多くの映像作品に出演し、時には監督も務める俳優・哀川翔。1984年、一世風靡セピアの一員としてレコードデビューし、その後、俳優として“一世風靡”するに至った彼にとっての「THE CHANGE」とはーー。【第2回/全2回】

哀川翔 撮影/貴田茂和

 映画『ゼブラーマン』の座組が出来上がったとき、映画の番宣でよくバラエティ番組に出させてもらったんだけど、ひと言もしゃべらずに終わることもあって。「そんなにバラエティ嫌ですか」って言われたけど(笑)、ただ周りが早すぎて、しゃべる間が全然分からなかったからで……。バラエティって難しいなと思ったけど、それが逆に良かったのか、いろいろな番組に出させてもらえるようになったんだよね。

 こうした巡り合わせっていうのは人生において、やっぱりとても大事なことだと思うんだよ。今回出演させてもらった映画『一月の声に歓びを刻め』の三島有紀子監督との出会いもそうで、声をかけてもらえたのはすごくうれしかったですよ。

 出演した「八丈島編」をひと言でいうなら、父と娘の物語。プライベートでは自分ならどう対処するかなって。

 俺が演じた赤松誠という男性はちょっと不器用で、人づきあいがうまくない。それはカミさんを亡くしたことが影響しているんじゃないかって解釈しましたね。娘の海と5年ぶりに再会して食事をするシーンでも、どこまで彼女に立ち入って良いのか……という距離間を考えたら、まともに正面から娘のことを見れなくなってしまって。

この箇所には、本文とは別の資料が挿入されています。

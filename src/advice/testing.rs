//! Scripted model double for tests

use std::sync::atomic::{AtomicUsize, Ordering};
use std::sync::{Arc, Mutex};

use super::gemini::{CompletionModel, ModelError};

/// Replays a canned reply and records prompts
pub(crate) struct ScriptedModel {
    reply: Option<String>,
    calls: AtomicUsize,
    pub(crate) prompts: Mutex<Vec<String>>,
}

impl ScriptedModel {
    pub(crate) fn replying(reply: &str) -> Arc<Self> {
        Arc::new(Self {
            reply: Some(reply.to_string()),
            calls: AtomicUsize::new(0),
            prompts: Mutex::new(Vec::new()),
        })
    }

    pub(crate) fn failing() -> Arc<Self> {
        Arc::new(Self {
            reply: None,
            calls: AtomicUsize::new(0),
            prompts: Mutex::new(Vec::new()),
        })
    }

    pub(crate) fn calls(&self) -> usize {
        self.calls.load(Ordering::SeqCst)
    }
}

impl CompletionModel for ScriptedModel {
    fn complete(&self, prompt: &str) -> Result<String, ModelError> {
        self.calls.fetch_add(1, Ordering::SeqCst);
        self.prompts.lock().unwrap().push(prompt.to_string());
        match &self.reply {
            Some(reply) => Ok(reply.clone()),
            None => Err(ModelError::Status {
                status: 429,
                body: "quota exceeded".to_string(),
            }),
        }
    }
}
use crate::datastr::graph::*;

pub type Rank = NodeId;

/// A type for node orders which allows efficiently retrieving both the rank in the order of a node
/// and the node for a given rank. Mostly useful, because this type makes it always clear
/// in which direction the mapping goes.
#[derive(Debug, Clone, PartialEq, Eq)]
pub struct NodeOrder {
    // NodeIds ordered by their ranks - that is ascending in importance
    node_order: Vec<NodeId>,
    // The rank of each node - 0 is the lowest importance, n-1 the highest
    ranks: Vec<Rank>,
}

impl NodeOrder {
    /// Create a `NodeOrder` from a order vector, that is a vector containing the node ids ordered by their rank.
    pub fn from_node_order(node_order: Vec<NodeId>) -> NodeOrder {
        let n = node_order.len();
        assert!(n < <NodeId>::MAX as usize);
        let mut ranks = vec![n as Rank; n];

        for (i, &node) in node_order.iter().enumerate() {
            ranks[node as usize] = i as Rank;
        }

        debug_assert_eq!(ranks.iter().position(|&rank| rank == n as Rank), None);

        NodeOrder { node_order, ranks }
    }

    /// Get node order (rank -> node) as a slice
    pub fn order(&self) -> &[NodeId] {
        &self.node_order
    }

    /// Get node ranks (node -> rank) as a slice
    pub fn ranks(&self) -> &[Rank] {
        &self.ranks
    }

    pub fn rank(&self, node: NodeId) -> Rank {
        self.ranks[node as usize]
    }

    pub fn node(&self, rank: Rank) -> NodeId {
        self.node_order[rank as usize]
    }

    pub fn len(&self) -> usize {
        self.node_order.len()
    }

    pub fn is_empty(&self) -> bool {
        self.len() == 0
    }
}
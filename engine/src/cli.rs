//! Utility module for command line interfaces

use std::{error::Error, fmt, fmt::Display};

/// An error struct to wrap simple static error messages
#[derive(Debug)]
pub struct CliErr(pub &'static str);

impl Display for CliErr {
    fn fmt(&self, f: &mut fmt::Formatter) -> fmt::Result {
        f.write_str(self.0)
    }
}

impl Error for CliErr {}

/// Parse the core factor argument of the contraction tools.
/// Missing argument means full contraction.
pub fn parse_core_factor(arg: Option<String>) -> Result<f64, Box<dyn Error>> {
    let core_factor = match arg {
        Some(arg) => arg.parse::<f64>()?,
        None => 1.0,
    };
    if !(0.0..=1.0).contains(&core_factor) {
        return Err(Box::new(CliErr("core factor has to be in [0, 1]")));
    }
    Ok(core_factor)
}
//! Static graph representation used for loading input graphs and storing contracted ones.
//!
//! Nodes and edges are identified by ids going from `0` to `n-1` and `m-1` respectively, where `n` is the number of nodes and `m` the number of directed arcs.
//! We store the graph as an adjacency array using three collections: `first_out`, `head` and `weight`.
//! `head` and `weight` have each `m` elements.
//! `first_out` has `n+1` elements.
//! The first element of `first_out` is always 0 and the last one `m`.
//! `first_out[x]` contains the id of the first edge that is an outgoing edge of node `x`.
//! Thus, `head[first_out[x]..first_out[x+1]]` contains all neighbors of `x`.

use super::*;
use crate::io::*;
use std::ops::Range;

#[derive(Debug, Clone)]
pub struct OwnedGraph {
    // index of first edge of each node +1 entry in the end
    first_out: Vec<EdgeId>,
    // the node ids to which each edge points
    head: Vec<NodeId>,
    // the weight of each edge
    weight: Vec<Weight>,
}

impl OwnedGraph {
    /// Create a new graph from the three containers.
    pub fn new(first_out: Vec<EdgeId>, head: Vec<NodeId>, weight: Vec<Weight>) -> OwnedGraph {
        assert!(first_out.len() < <NodeId>::MAX as usize);
        assert!(head.len() < <EdgeId>::MAX as usize);
        assert_eq!(first_out.first().copied(), Some(0));
        assert_eq!(first_out.last().map(|&m| m as usize), Some(head.len()));
        assert_eq!(weight.len(), head.len());

        OwnedGraph { first_out, head, weight }
    }

    /// Get the range of edge ids which make up the outgoing edges of `node`
    pub fn neighbor_edge_indices(&self, node: NodeId) -> Range<EdgeId> {
        self.first_out[node as usize]..self.first_out[node as usize + 1]
    }

    pub fn neighbor_edge_indices_usize(&self, node: NodeId) -> Range<usize> {
        let range = self.neighbor_edge_indices(node);
        range.start as usize..range.end as usize
    }
}

impl Graph for OwnedGraph {
    fn num_nodes(&self) -> usize {
        self.first_out.len() - 1
    }

    fn num_arcs(&self) -> usize {
        self.head.len()
    }
}

impl LinkIterable<Link> for OwnedGraph {
    #[allow(clippy::type_complexity)]
    type Iter<'a> = std::iter::Map<std::iter::Zip<std::slice::Iter<'a, NodeId>, std::slice::Iter<'a, Weight>>, fn((&NodeId, &Weight)) -> Link>;

    #[inline]
    fn link_iter(&self, node: NodeId) -> Self::Iter<'_> {
        let range = self.neighbor_edge_indices_usize(node);
        self.head[range.clone()]
            .iter()
            .zip(self.weight[range].iter())
            .map(|(&neighbor, &weight)| Link { node: neighbor, weight })
    }
}

impl Reconstruct for OwnedGraph {
    fn reconstruct_with(loader: Loader) -> std::io::Result<Self> {
        let first_out: Vec<EdgeId> = loader.load("first_out")?;
        let head: Vec<NodeId> = loader.load("head")?;
        let weight: Vec<Weight> = loader.load("travel_time")?;

        if first_out.first() != Some(&0) || first_out.last().map(|&m| m as usize) != Some(head.len()) || weight.len() != head.len() {
            return Err(std::io::Error::new(std::io::ErrorKind::InvalidData, "inconsistent first_out/head/travel_time"));
        }
        if head.iter().any(|&node| node as usize >= first_out.len() - 1) {
            return Err(std::io::Error::new(std::io::ErrorKind::InvalidData, "head contains invalid node ids"));
        }

        report!("graph", { "num_nodes": first_out.len() - 1, "num_arcs": head.len() });

        Ok(OwnedGraph::new(first_out, head, weight))
    }
}

/// Prefix sum over node degrees, yielding the `n+1` entries of a `first_out` array.
pub fn degrees_to_first_out<I: Iterator<Item = EdgeId>>(degrees: I) -> impl Iterator<Item = EdgeId> {
    std::iter::once(0).chain(degrees.scan(0, |state, degree| {
        *state += degree;
        Some(*state)
    }))
}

 でも、誠のセリフで「海を泣かせる奴は俺が許さない」ってあるけど、やっぱり娘を想う父親なんですよ。「八丈島編」は30分足らずだけど、脚本を読んだときにしゃべりづらいセリフが一つもなかったんですよ。自然で無理がなく、スッと出る。これがすごく大事なことで、この作品のすごさの一つだと思ってますね。

 おかげさまで、今年でデビュー40周年を迎えるけど、不遇の時期って俺の中ではなかったと思うんだよね。60歳を超えてから、それと同時に仕事の量は減っていくけど、それは普通のこと。だから自分の中で何とかしなきゃって思ったことは、これまでも一度もないです。どちらかというと遊んでいたい(笑)。